ABOUT THIS EXERCISE - Every line in the entries where "type" is found should be copied.

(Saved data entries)
*-*-*
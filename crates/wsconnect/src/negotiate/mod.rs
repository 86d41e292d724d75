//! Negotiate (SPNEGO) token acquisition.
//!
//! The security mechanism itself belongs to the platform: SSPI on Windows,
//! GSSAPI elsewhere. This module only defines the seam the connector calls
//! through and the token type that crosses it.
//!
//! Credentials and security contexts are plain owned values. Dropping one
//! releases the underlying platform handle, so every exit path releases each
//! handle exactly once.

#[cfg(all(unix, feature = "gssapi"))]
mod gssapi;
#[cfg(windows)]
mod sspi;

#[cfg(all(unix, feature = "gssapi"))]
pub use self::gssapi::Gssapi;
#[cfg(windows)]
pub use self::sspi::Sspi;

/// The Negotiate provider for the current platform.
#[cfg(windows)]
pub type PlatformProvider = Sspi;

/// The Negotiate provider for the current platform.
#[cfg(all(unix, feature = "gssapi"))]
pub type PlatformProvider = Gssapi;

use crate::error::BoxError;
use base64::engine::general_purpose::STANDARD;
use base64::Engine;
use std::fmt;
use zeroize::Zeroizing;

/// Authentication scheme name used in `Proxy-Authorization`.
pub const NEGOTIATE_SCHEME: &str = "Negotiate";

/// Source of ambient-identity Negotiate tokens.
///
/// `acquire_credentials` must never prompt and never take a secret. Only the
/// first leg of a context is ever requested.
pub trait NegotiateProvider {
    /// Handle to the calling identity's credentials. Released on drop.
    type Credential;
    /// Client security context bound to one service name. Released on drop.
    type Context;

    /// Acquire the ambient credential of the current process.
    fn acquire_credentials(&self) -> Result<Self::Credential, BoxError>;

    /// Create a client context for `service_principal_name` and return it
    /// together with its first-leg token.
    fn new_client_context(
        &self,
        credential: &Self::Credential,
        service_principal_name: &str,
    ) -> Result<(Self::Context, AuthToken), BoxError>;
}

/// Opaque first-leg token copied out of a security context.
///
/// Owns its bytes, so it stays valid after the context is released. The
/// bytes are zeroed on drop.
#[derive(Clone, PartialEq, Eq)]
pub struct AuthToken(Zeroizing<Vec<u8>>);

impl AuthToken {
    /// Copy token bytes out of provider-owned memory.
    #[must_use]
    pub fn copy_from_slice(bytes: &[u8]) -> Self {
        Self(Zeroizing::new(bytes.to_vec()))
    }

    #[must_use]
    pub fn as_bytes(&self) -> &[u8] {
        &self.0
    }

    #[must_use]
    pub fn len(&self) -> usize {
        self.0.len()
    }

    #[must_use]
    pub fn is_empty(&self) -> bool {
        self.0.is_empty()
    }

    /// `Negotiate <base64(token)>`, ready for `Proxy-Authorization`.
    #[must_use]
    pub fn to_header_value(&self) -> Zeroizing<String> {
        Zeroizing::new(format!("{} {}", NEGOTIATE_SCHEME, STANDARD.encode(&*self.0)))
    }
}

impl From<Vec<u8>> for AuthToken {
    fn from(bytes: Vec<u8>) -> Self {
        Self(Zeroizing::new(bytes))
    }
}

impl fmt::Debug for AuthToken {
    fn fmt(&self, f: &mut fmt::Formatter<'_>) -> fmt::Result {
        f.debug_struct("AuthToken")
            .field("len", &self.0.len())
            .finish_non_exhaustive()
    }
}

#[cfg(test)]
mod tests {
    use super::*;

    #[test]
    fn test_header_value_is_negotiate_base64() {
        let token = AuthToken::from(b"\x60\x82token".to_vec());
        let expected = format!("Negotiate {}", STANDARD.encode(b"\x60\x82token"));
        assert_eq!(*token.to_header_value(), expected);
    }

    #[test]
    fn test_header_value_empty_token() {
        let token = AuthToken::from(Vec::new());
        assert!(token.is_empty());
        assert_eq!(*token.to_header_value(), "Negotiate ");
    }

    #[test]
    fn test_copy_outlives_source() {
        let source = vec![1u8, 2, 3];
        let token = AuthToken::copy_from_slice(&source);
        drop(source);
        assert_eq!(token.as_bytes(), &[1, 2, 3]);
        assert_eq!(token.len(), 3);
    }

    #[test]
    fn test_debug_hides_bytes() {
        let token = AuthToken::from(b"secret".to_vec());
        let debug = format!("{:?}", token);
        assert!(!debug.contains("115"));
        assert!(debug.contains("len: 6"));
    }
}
*-*-*
FINISHED EXERCISE -
//! through and the token type that crosses it.
pub type PlatformProvider = Sspi;
pub type PlatformProvider = Gssapi;
    type Credential;
    type Context;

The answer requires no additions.